WHAT YOU HAVE TO DO:
Identify each line below containing the string "lock" and copy it.

ENTRIES PROVIDED:

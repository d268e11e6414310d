// src/ui/components/shapes.rs
//! Static shape widgets: bitmaps, lines and rectangles.
//!
//! None of these carry a value; they are mostly used by extensions to add
//! decorations to the panel.

use std::path::Path;
use std::sync::Arc;

use embedded_graphics::pixelcolor::Rgb888;
use embedded_graphics::prelude::*;
use image::RgbaImage;

use crate::canvas::Canvas;
use crate::error::AssetError;
use crate::ui::DrawOutcome;

/// Pre-decoded RGBA image pasted at a fixed position.
#[derive(Debug, Clone)]
pub struct Bitmap {
    image: Arc<RgbaImage>,
    position: Point,
}

impl Bitmap {
    pub fn new(image: Arc<RgbaImage>, position: Point) -> Self {
        Self { image, position }
    }

    /// Load an image file from disk.
    pub fn open(path: impl AsRef<Path>, position: Point) -> Result<Self, AssetError> {
        let image = image::open(path.as_ref())?.to_rgba8();
        Ok(Self::new(Arc::new(image), position))
    }

    pub fn draw(&self, canvas: &mut Canvas) -> DrawOutcome {
        match canvas.paste_rgba(&self.image, self.position) {
            Ok(()) => DrawOutcome::Drawn,
            Err(e) => DrawOutcome::Degraded(format!("bitmap not drawn: {e}")),
        }
    }
}

/// Stroked line between two points.
#[derive(Debug, Clone, Copy)]
pub struct Line {
    from: Point,
    to: Point,
    color: Rgb888,
    width: u32,
}

impl Line {
    pub fn new(from: Point, to: Point, color: Rgb888, width: u32) -> Self {
        Self { from, to, color, width }
    }

    pub fn draw(&self, canvas: &mut Canvas) -> DrawOutcome {
        canvas.line(self.from, self.to, self.color, self.width);
        DrawOutcome::Drawn
    }
}

/// Rectangle outline spanning two inclusive corners.
#[derive(Debug, Clone, Copy)]
pub struct Rect {
    top_left: Point,
    bottom_right: Point,
    color: Rgb888,
}

impl Rect {
    pub fn new(top_left: Point, bottom_right: Point, color: Rgb888) -> Self {
        Self { top_left, bottom_right, color }
    }

    pub fn draw(&self, canvas: &mut Canvas) -> DrawOutcome {
        canvas.rectangle(self.top_left, self.bottom_right, self.color);
        DrawOutcome::Drawn
    }
}

/// Solid rectangle spanning two inclusive corners.
#[derive(Debug, Clone, Copy)]
pub struct FilledRect {
    top_left: Point,
    bottom_right: Point,
    color: Rgb888,
}

impl FilledRect {
    pub fn new(top_left: Point, bottom_right: Point, color: Rgb888) -> Self {
        Self { top_left, bottom_right, color }
    }

    pub fn draw(&self, canvas: &mut Canvas) -> DrawOutcome {
        canvas.filled_rectangle(self.top_left, self.bottom_right, self.color);
        DrawOutcome::Drawn
    }
}

#[cfg(test)]
mod tests {
    use super::*;
    use image::Rgba;

    #[test]
    fn test_bitmap_pastes_image() {
        let img = RgbaImage::from_pixel(2, 2, Rgba([9, 8, 7, 255]));
        let bitmap = Bitmap::new(Arc::new(img), Point::new(3, 3));
        let mut canvas = Canvas::new(8, 8).unwrap();

        assert_eq!(bitmap.draw(&mut canvas), DrawOutcome::Drawn);
        assert_eq!(canvas.pixel(4, 4), Some(Rgb888::new(9, 8, 7)));
        assert_eq!(canvas.pixel(2, 2), Some(Rgb888::BLACK));
    }

    #[test]
    fn test_empty_bitmap_degrades() {
        let bitmap = Bitmap::new(Arc::new(RgbaImage::new(0, 0)), Point::zero());
        let mut canvas = Canvas::new(8, 8).unwrap();
        assert!(bitmap.draw(&mut canvas).is_degraded());
    }

    #[test]
    fn test_open_missing_file_fails() {
        assert!(Bitmap::open("/nonexistent/ringview.png", Point::zero()).is_err());
    }

    #[test]
    fn test_rect_outline() {
        let mut canvas = Canvas::new(8, 8).unwrap();
        Rect::new(Point::new(1, 1), Point::new(6, 6), Rgb888::GREEN).draw(&mut canvas);
        assert_eq!(canvas.pixel(1, 3), Some(Rgb888::GREEN));
        assert_eq!(canvas.pixel(3, 3), Some(Rgb888::BLACK));
    }
}
//! Emulator sink: hands finished frames to the SDL main loop.

use std::convert::Infallible;
use std::sync::Arc;

use embedded_graphics::pixelcolor::Rgb888;
use embedded_graphics::prelude::*;
use log::info;
use parking_lot::Mutex;

use ringview_core::error::SinkError;
use ringview_core::{Frame, Layout, RenderSink};

/// Frame waiting to be shown, shared between the view and the window loop.
pub type FrameSlot = Arc<Mutex<Option<Frame>>>;

/// Sink standing in for the round panel.
///
/// Rendering only swaps the pending frame, so the view thread never waits on
/// SDL. The window loop picks the frame up with [`EmulatorSink::take_pending`].
pub struct EmulatorSink {
    layout: Layout,
    pending: FrameSlot,
    shown: Option<Frame>,
}

impl EmulatorSink {
    pub fn new(layout: Layout) -> (Self, FrameSlot) {
        let pending = FrameSlot::default();
        let sink = Self {
            layout,
            pending: pending.clone(),
            shown: None,
        };
        (sink, pending)
    }

    /// Next frame for the window, if a new one arrived.
    pub fn take_pending(slot: &FrameSlot) -> Option<Frame> {
        slot.lock().take()
    }
}

impl RenderSink for EmulatorSink {
    fn name(&self) -> &str {
        "emulator"
    }

    fn initialize(&mut self) -> Result<(), SinkError> {
        info!("Emulator panel {}x{}", self.layout.width, self.layout.height);
        Ok(())
    }

    fn layout(&self) -> Layout {
        self.layout.clone()
    }

    fn render(&mut self, frame: &Frame) -> Result<(), SinkError> {
        if frame.dimensions() != (self.layout.width, self.layout.height) {
            return Err(SinkError::Render(format!(
                "frame is {:?}, panel is {}x{}",
                frame.dimensions(),
                self.layout.width,
                self.layout.height
            )));
        }
        *self.pending.lock() = Some(Arc::clone(frame));
        self.shown = Some(Arc::clone(frame));
        Ok(())
    }

    fn clear(&mut self) -> Result<(), SinkError> {
        *self.pending.lock() = None;
        self.shown = None;
        Ok(())
    }

    fn image(&self) -> Option<Frame> {
        self.shown.clone()
    }
}

/// Copy a frame onto any RGB888 target, e.g. the simulator display.
pub fn blit<D>(frame: &Frame, target: &mut D) -> Result<(), D::Error>
where
    D: DrawTarget<Color = Rgb888>,
{
    target.draw_iter(frame.enumerate_pixels().map(|(x, y, p)| {
        Pixel(Point::new(x as i32, y as i32), Rgb888::new(p[0], p[1], p[2]))
    }))
}

/// [`blit`] for targets that cannot fail.
pub fn blit_infallible<D>(frame: &Frame, target: &mut D)
where
    D: DrawTarget<Color = Rgb888, Error = Infallible>,
{
    let Ok(()) = blit(frame, target);
}
//! RGB raster canvas that every frame is composed onto.
//!
//! A fresh [`Canvas`] is allocated for each frame by the
//! [`View`](crate::view::View). Widgets paint onto it through the
//! embedded-graphics [`DrawTarget`] implementation or the helper primitives
//! below; once drawing completes the canvas is frozen into an immutable
//! [`Frame`] and handed to the render sinks.

use std::convert::Infallible;
use std::sync::Arc;

use embedded_graphics::Drawable as EgDrawable;
use embedded_graphics::pixelcolor::Rgb888;
use embedded_graphics::prelude::*;
use embedded_graphics::primitives::{Arc as EgArc, Line as EgLine, PrimitiveStyle, Rectangle};
use image::{Rgb, RgbImage, RgbaImage};

use crate::error::{CanvasError, CompositeError};
use crate::ui::fonts::{self, FontRef};

/// Finished, immutable frame handed to sinks.
pub type Frame = Arc<RgbImage>;

/// Heap-backed RGB canvas implementing `DrawTarget<Color = Rgb888>`.
///
/// Pixels outside the canvas are silently clipped, so widgets can draw
/// partially off-screen (arc text near the rim does this constantly).
pub struct Canvas {
    pixels: RgbImage,
}

impl Canvas {
    /// Allocate a black canvas of the given size.
    pub fn new(width: u32, height: u32) -> Result<Self, CanvasError> {
        let err = CanvasError { width, height };
        let len = (width as usize)
            .checked_mul(height as usize)
            .and_then(|n| n.checked_mul(3))
            .ok_or(err)?;

        let mut buf = Vec::new();
        buf.try_reserve_exact(len).map_err(|_| err)?;
        buf.resize(len, 0u8);

        let pixels = RgbImage::from_raw(width, height, buf).ok_or(err)?;
        Ok(Self { pixels })
    }

    pub fn width(&self) -> u32 {
        self.pixels.width()
    }

    pub fn height(&self) -> u32 {
        self.pixels.height()
    }

    /// Read back one pixel, `None` when out of bounds.
    pub fn pixel(&self, x: i32, y: i32) -> Option<Rgb888> {
        if !self.contains(x, y) {
            return None;
        }
        let p = self.pixels.get_pixel(x as u32, y as u32);
        Some(Rgb888::new(p[0], p[1], p[2]))
    }

    /// Borrow the underlying image.
    pub fn as_image(&self) -> &RgbImage {
        &self.pixels
    }

    /// Freeze the canvas into a shareable frame.
    pub fn into_frame(self) -> Frame {
        Arc::new(self.pixels)
    }

    #[inline]
    fn contains(&self, x: i32, y: i32) -> bool {
        x >= 0 && y >= 0 && (x as u32) < self.pixels.width() && (y as u32) < self.pixels.height()
    }

    #[inline]
    fn put(&mut self, x: i32, y: i32, color: Rgb888) {
        if self.contains(x, y) {
            self.pixels
                .put_pixel(x as u32, y as u32, Rgb([color.r(), color.g(), color.b()]));
        }
    }

    fn blend(&mut self, x: i32, y: i32, color: Rgb888, coverage: f32) {
        if coverage <= 0.0 || !self.contains(x, y) {
            return;
        }
        if coverage >= 1.0 {
            self.put(x, y, color);
            return;
        }
        let dst = self.pixels.get_pixel_mut(x as u32, y as u32);
        for (c, src) in [color.r(), color.g(), color.b()].into_iter().enumerate() {
            dst[c] = (src as f32 * coverage + dst[c] as f32 * (1.0 - coverage)).round() as u8;
        }
    }

    // ------------------------------------------------------------------
    // Primitives
    // ------------------------------------------------------------------

    /// Stroke a line between two points.
    pub fn line(&mut self, from: Point, to: Point, color: Rgb888, width: u32) {
        let Ok(()) = EgLine::new(from, to)
            .into_styled(PrimitiveStyle::with_stroke(color, width.max(1)))
            .draw(self);
    }

    /// Outline the rectangle spanning both corners (inclusive).
    pub fn rectangle(&mut self, top_left: Point, bottom_right: Point, color: Rgb888) {
        let Ok(()) = Rectangle::with_corners(top_left, bottom_right)
            .into_styled(PrimitiveStyle::with_stroke(color, 1))
            .draw(self);
    }

    /// Fill the rectangle spanning both corners (inclusive).
    pub fn filled_rectangle(&mut self, top_left: Point, bottom_right: Point, color: Rgb888) {
        let Ok(()) = Rectangle::with_corners(top_left, bottom_right)
            .into_styled(PrimitiveStyle::with_fill(color))
            .draw(self);
    }

    /// Draw text with its top-left corner at `position`.
    ///
    /// Embedded newlines start a new line below the previous one. Outline
    /// fonts are blended by glyph coverage.
    pub fn text(&mut self, position: Point, text: &str, font: FontRef, color: Rgb888) {
        fonts::rasterize(font, text, position, |x, y, coverage| self.blend(x, y, color, coverage));
    }

    /// Stroke an arc around `center`.
    ///
    /// Angles are in degrees, 0 pointing right.
    pub fn arc(
        &mut self,
        center: Point,
        diameter: u32,
        start_deg: f32,
        sweep_deg: f32,
        color: Rgb888,
        width: u32,
    ) {
        let Ok(()) = EgArc::with_center(center, diameter, start_deg.deg(), sweep_deg.deg())
            .into_styled(PrimitiveStyle::with_stroke(color, width.max(1)))
            .draw(self);
    }

    /// Alpha-composite an RGBA image with its top-left corner at `top_left`.
    ///
    /// Parts of the image that fall outside the canvas are clipped.
    pub fn paste_rgba(&mut self, image: &RgbaImage, top_left: Point) -> Result<(), CompositeError> {
        if image.width() == 0 || image.height() == 0 {
            return Err(CompositeError::EmptyImage);
        }

        for (x, y, src) in image.enumerate_pixels() {
            let alpha = src[3] as u32;
            if alpha == 0 {
                continue;
            }
            let cx = top_left.x + x as i32;
            let cy = top_left.y + y as i32;
            if !self.contains(cx, cy) {
                continue;
            }

            let dst = self.pixels.get_pixel_mut(cx as u32, cy as u32);
            if alpha == 255 {
                *dst = Rgb([src[0], src[1], src[2]]);
            } else {
                for c in 0..3 {
                    let blended = (src[c] as u32 * alpha + dst[c] as u32 * (255 - alpha) + 127) / 255;
                    dst[c] = blended as u8;
                }
            }
        }
        Ok(())
    }

    /// Copy an opaque image onto the canvas, clipped to its bounds.
    pub fn paste_rgb(&mut self, image: &RgbImage, top_left: Point) {
        for (x, y, src) in image.enumerate_pixels() {
            let cx = top_left.x + x as i32;
            let cy = top_left.y + y as i32;
            if self.contains(cx, cy) {
                self.pixels.put_pixel(cx as u32, cy as u32, *src);
            }
        }
    }

    /// Whether an image of `size` placed at `top_left` touches the canvas at all.
    pub fn overlaps(&self, top_left: Point, size: Size) -> bool {
        top_left.x + (size.width as i32) > 0
            && top_left.y + (size.height as i32) > 0
            && top_left.x < self.width() as i32
            && top_left.y < self.height() as i32
    }
}

impl OriginDimensions for Canvas {
    fn size(&self) -> Size {
        Size::new(self.pixels.width(), self.pixels.height())
    }
}

impl DrawTarget for Canvas {
    type Color = Rgb888;
    type Error = Infallible;

    fn draw_iter<I>(&mut self, pixels: I) -> Result<(), Self::Error>
    where
        I: IntoIterator<Item = Pixel<Self::Color>>,
    {
        for Pixel(coord, color) in pixels {
            self.put(coord.x, coord.y, color);
        }
        Ok(())
    }

    fn fill_solid(&mut self, area: &Rectangle, color: Self::Color) -> Result<(), Self::Error> {
        let area = area.intersection(&self.bounding_box());
        let Some(bottom_right) = area.bottom_right() else {
            return Ok(());
        };

        let rgb = Rgb([color.r(), color.g(), color.b()]);
        for y in area.top_left.y..=bottom_right.y {
            for x in area.top_left.x..=bottom_right.x {
                self.pixels.put_pixel(x as u32, y as u32, rgb);
            }
        }
        Ok(())
    }

    fn clear(&mut self, color: Self::Color) -> Result<(), Self::Error> {
        let rgb = Rgb([color.r(), color.g(), color.b()]);
        for px in self.pixels.pixels_mut() {
            *px = rgb;
        }
        Ok(())
    }
}

#[cfg(test)]
mod tests {
    use super::*;
    use crate::faces::Face;
    use image::Rgba;

    #[test]
    fn test_new_canvas_is_black() {
        let canvas = Canvas::new(4, 3).unwrap();
        assert_eq!(canvas.width(), 4);
        assert_eq!(canvas.height(), 3);
        assert_eq!(canvas.pixel(3, 2), Some(Rgb888::BLACK));
        assert_eq!(canvas.pixel(4, 0), None);
    }

    #[test]
    fn test_filled_rectangle_is_inclusive_and_clipped() {
        let mut canvas = Canvas::new(10, 10).unwrap();
        canvas.filled_rectangle(Point::new(8, 8), Point::new(20, 20), Rgb888::RED);

        assert_eq!(canvas.pixel(8, 8), Some(Rgb888::RED));
        assert_eq!(canvas.pixel(9, 9), Some(Rgb888::RED));
        assert_eq!(canvas.pixel(7, 7), Some(Rgb888::BLACK));
    }

    #[test]
    fn test_line_draws_endpoints() {
        let mut canvas = Canvas::new(10, 10).unwrap();
        canvas.line(Point::new(0, 5), Point::new(9, 5), Rgb888::WHITE, 1);

        assert_eq!(canvas.pixel(0, 5), Some(Rgb888::WHITE));
        assert_eq!(canvas.pixel(9, 5), Some(Rgb888::WHITE));
        assert_eq!(canvas.pixel(5, 4), Some(Rgb888::BLACK));
    }

    #[test]
    fn test_rectangle_outline_leaves_inside_untouched() {
        let mut canvas = Canvas::new(10, 10).unwrap();
        canvas.rectangle(Point::new(1, 1), Point::new(8, 8), Rgb888::GREEN);

        assert_eq!(canvas.pixel(1, 1), Some(Rgb888::GREEN));
        assert_eq!(canvas.pixel(8, 4), Some(Rgb888::GREEN));
        assert_eq!(canvas.pixel(4, 4), Some(Rgb888::BLACK));
    }

    #[test]
    fn test_text_paints_pixels() {
        let mut canvas = Canvas::new(40, 20).unwrap();
        canvas.text(Point::new(0, 0), "W", None, Rgb888::WHITE);

        let lit = canvas.as_image().pixels().filter(|p| p[0] > 0).count();
        assert!(lit > 0, "text should light up some pixels");
    }

    #[test]
    fn test_text_renders_face_glyphs() {
        let font = crate::ui::Fonts::round_display().huge;
        let face = Face::Sleep.default_text();
        let substituted: String = face.chars().map(|c| if c.is_ascii() { c } else { '?' }).collect();

        let mut real = Canvas::new(200, 40).unwrap();
        real.text(Point::new(0, 0), face, font, Rgb888::WHITE);
        let mut fallback = Canvas::new(200, 40).unwrap();
        fallback.text(Point::new(0, 0), &substituted, font, Rgb888::WHITE);

        assert!(real.as_image().pixels().any(|p| p[0] > 0));
        assert_ne!(real.as_image(), fallback.as_image());
    }

    #[test]
    fn test_text_blends_partial_coverage() {
        let mut canvas = Canvas::new(2, 1).unwrap();
        canvas.blend(0, 0, Rgb888::new(200, 100, 0), 0.5);
        canvas.blend(1, 0, Rgb888::WHITE, 0.0);

        assert_eq!(canvas.pixel(0, 0), Some(Rgb888::new(100, 50, 0)));
        assert_eq!(canvas.pixel(1, 0), Some(Rgb888::BLACK));
    }

    #[test]
    fn test_arc_paints_pixels() {
        let mut canvas = Canvas::new(40, 40).unwrap();
        canvas.arc(Point::new(20, 20), 30, 0.0, 90.0, Rgb888::CYAN, 2);

        let lit = canvas.as_image().pixels().filter(|p| p[2] > 0).count();
        assert!(lit > 0);
    }

    #[test]
    fn test_paste_rgba_blends_and_skips_transparent() {
        let mut canvas = Canvas::new(4, 1).unwrap();
        let mut img = RgbaImage::new(3, 1);
        img.put_pixel(0, 0, Rgba([255, 255, 255, 255]));
        img.put_pixel(1, 0, Rgba([255, 255, 255, 0]));
        img.put_pixel(2, 0, Rgba([200, 100, 0, 128]));

        canvas.paste_rgba(&img, Point::new(0, 0)).unwrap();

        assert_eq!(canvas.pixel(0, 0), Some(Rgb888::WHITE));
        assert_eq!(canvas.pixel(1, 0), Some(Rgb888::BLACK));
        assert_eq!(canvas.pixel(2, 0), Some(Rgb888::new(100, 50, 0)));
    }

    #[test]
    fn test_paste_empty_image_fails() {
        let mut canvas = Canvas::new(4, 4).unwrap();
        let img = RgbaImage::new(0, 0);
        assert_eq!(
            canvas.paste_rgba(&img, Point::zero()),
            Err(CompositeError::EmptyImage)
        );
    }

    #[test]
    fn test_paste_rgb_clips() {
        let mut canvas = Canvas::new(4, 4).unwrap();
        let img = RgbImage::from_pixel(3, 3, Rgb([9, 8, 7]));
        canvas.paste_rgb(&img, Point::new(2, -1));

        assert_eq!(canvas.pixel(3, 1), Some(Rgb888::new(9, 8, 7)));
        assert_eq!(canvas.pixel(2, 0), Some(Rgb888::new(9, 8, 7)));
        assert_eq!(canvas.pixel(1, 0), Some(Rgb888::BLACK));
        assert_eq!(canvas.pixel(2, 2), Some(Rgb888::BLACK));
    }

    #[test]
    fn test_overlaps() {
        let canvas = Canvas::new(10, 10).unwrap();
        assert!(canvas.overlaps(Point::new(-4, -4), Size::new(5, 5)));
        assert!(!canvas.overlaps(Point::new(-5, 0), Size::new(5, 5)));
        assert!(!canvas.overlaps(Point::new(10, 0), Size::new(5, 5)));
    }
}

EXPECTED ANSWER:
        slot.lock().take()
        *self.pending.lock() = Some(Arc::clone(frame));
        *self.pending.lock() = None;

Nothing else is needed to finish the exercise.